Israeli jets struck the Gaza Strip late on Thursday for the third time in as many days, moderately wounding four Palestinians, security and medical officials said.

Security officials and eyewitnesses said that the Israeli aircraft hit three targets; two in the Gaza City area and a third in Khan Younis, further south.

All of the sites were bases used by Hamas and other militant groups, they said.

The Israeli military confirmed that its aircraft had attacked Gaza but a spokeswoman could not immediately give details. The strikes came at the end of a day in which at least five projectiles were fired into southern Israel from the Hamas-ruled Gaza Strip.

"There were two rockets fired in the general direction of one of the kibbutzim," police spokesman Micky Rosenfeld told Agence France Presse on Wednesday evening, without reporting damage or injuries.

An additional three unspecified "projectiles" were fired from Gaza into southern Israel, also causing no casualties, the Israeli military said.

A spokeswoman could not say if they were rockets or mortar rounds.

On Wednesday night Israeli aircraft targeted three tunnels, two used for smuggling in southern Gaza and one "used for terrorist activity" in the north of the Palestinian territory.

"The tunnels were targeted in response to the firing of rockets at Israel's southern communities during the previous day," the military said.

Palestinian medical sources said five people were moderately wounded in those strikes and two people were reported missing.

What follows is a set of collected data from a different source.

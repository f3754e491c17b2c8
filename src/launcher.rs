//! Service launching
//!
//! Each service runs as a child OS process with all three standard streams
//! inherited, so developers see live interleaved output from every service
//! on the supervisor's own console. Launch never waits for readiness; the
//! handle comes back as soon as the OS has the process.

use std::process::Stdio;

use tokio::process::{Child, Command};
use tracing::debug;

use crate::config::ServiceSpec;
use crate::error::{SupervisorError, SupervisorResult};
use crate::platform;

/// Anything the shutdown coordinator can fan a stop request out to.
pub trait Terminate: Send {
    fn name(&self) -> &str;

    /// Request termination once, immediately. Must tolerate a child that
    /// already exited; there is no escalation tier after this.
    fn request_termination(&mut self);
}

/// Live handle to a launched service.
#[derive(Debug)]
pub struct ManagedProcess {
    name: String,
    pid: Option<u32>,
    child: Child,
}

impl ManagedProcess {
    pub fn name(&self) -> &str {
        &self.name
    }

    /// PID as of spawn time; `None` once the OS has reaped the child.
    pub fn pid(&self) -> Option<u32> {
        self.pid
    }

    /// Non-blocking liveness probe.
    pub fn is_alive(&mut self) -> bool {
        matches!(self.child.try_wait(), Ok(None))
    }

    /// Wait for the child to exit and reap it.
    pub async fn wait(&mut self) -> std::io::Result<std::process::ExitStatus> {
        self.child.wait().await
    }
}

impl Terminate for ManagedProcess {
    fn name(&self) -> &str {
        &self.name
    }

    fn request_termination(&mut self) {
        // start_kill fails when the child is already gone, which is the
        // outcome a termination request wants anyway.
        if let Err(err) = self.child.start_kill() {
            debug!("service '{}': kill request ignored: {}", self.name, err);
        }
    }
}

/// Spawn a service and return its live handle without blocking.
///
/// The command is resolved through PATH up front so a missing binary is a
/// structured error instead of a raw exec failure.
pub fn launch(spec: &ServiceSpec) -> SupervisorResult<ManagedProcess> {
    let program = which::which(&spec.command).map_err(|_| SupervisorError::CommandNotFound {
        service: spec.name.clone(),
        command: spec.command.clone(),
    })?;

    let mut command = Command::new(&program);
    command
        .args(&spec.args)
        .current_dir(&spec.working_dir)
        .stdin(Stdio::inherit())
        .stdout(Stdio::inherit())
        .stderr(Stdio::inherit());
    platform::prepare_command(&mut command);

    let child = command.spawn().map_err(|err| SupervisorError::Spawn {
        service: spec.name.clone(),
        source: err,
    })?;
    let pid = child.id();
    debug!(
        "service '{}': spawned {} {:?} (pid {:?})",
        spec.name,
        program.display(),
        spec.args,
        pid
    );

    Ok(ManagedProcess {
        name: spec.name.clone(),
        pid,
        child,
    })
}

#[cfg(test)]
mod tests {
    use super::*;
    use std::path::PathBuf;

    fn spec(name: &str, command: &str, args: &[&str]) -> ServiceSpec {
        ServiceSpec {
            name: name.to_string(),
            port: 0,
            command: command.to_string(),
            args: args.iter().map(|arg| arg.to_string()).collect(),
            working_dir: PathBuf::from("."),
        }
    }

    #[test]
    fn unknown_command_is_a_structured_error() {
        let err = launch(&spec("ghost", "definitely-not-a-real-binary-9f3a", &[])).unwrap_err();
        assert!(matches!(err, SupervisorError::CommandNotFound { .. }));
    }

    #[cfg(unix)]
    #[tokio::test]
    async fn launch_returns_a_live_handle_without_blocking() {
        let mut handle = launch(&spec("sleeper", "sleep", &["30"])).expect("spawn sleep");

        let pid = handle.pid().expect("pid");
        assert!(handle.is_alive());
        assert!(crate::platform::process_alive(pid));

        handle.request_termination();
        let status = handle.wait().await.expect("wait");
        assert!(!status.success());
    }

    #[cfg(unix)]
    #[tokio::test]
    async fn termination_request_after_exit_does_not_panic() {
        let mut handle = launch(&spec("true", "true", &[])).expect("spawn true");
        handle.wait().await.expect("wait");

        // Child already reaped; the request must be a quiet no-op.
        handle.request_termination();
        assert!(!handle.is_alive());
    }
}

On Tuesday Israeli air raids hit what the military called two "weapons manufacturing sites" in northern Gaza. Palestinian medical sources said one woman was moderately injured.

The past three days of rocket fire and retaliatory raids represented the first significant uptick in violence in the area since April, when tensions rose after an anti-tank missile fired from Gaza hit an Israeli school bus, killing a teenager.

Israel responded with a series of airstrikes that killed at least 19 Palestinians in the deadliest violence since Israel's devastating 22-day assault on the Gaza Strip in December 2008-January 2009.

The bus attack and its aftermath raised fears of another such ground campaign but on April 10 Hamas declared a return to the truce that ended Israel's "Operation Cast Lead" in January 2009, and the calm has since largely held.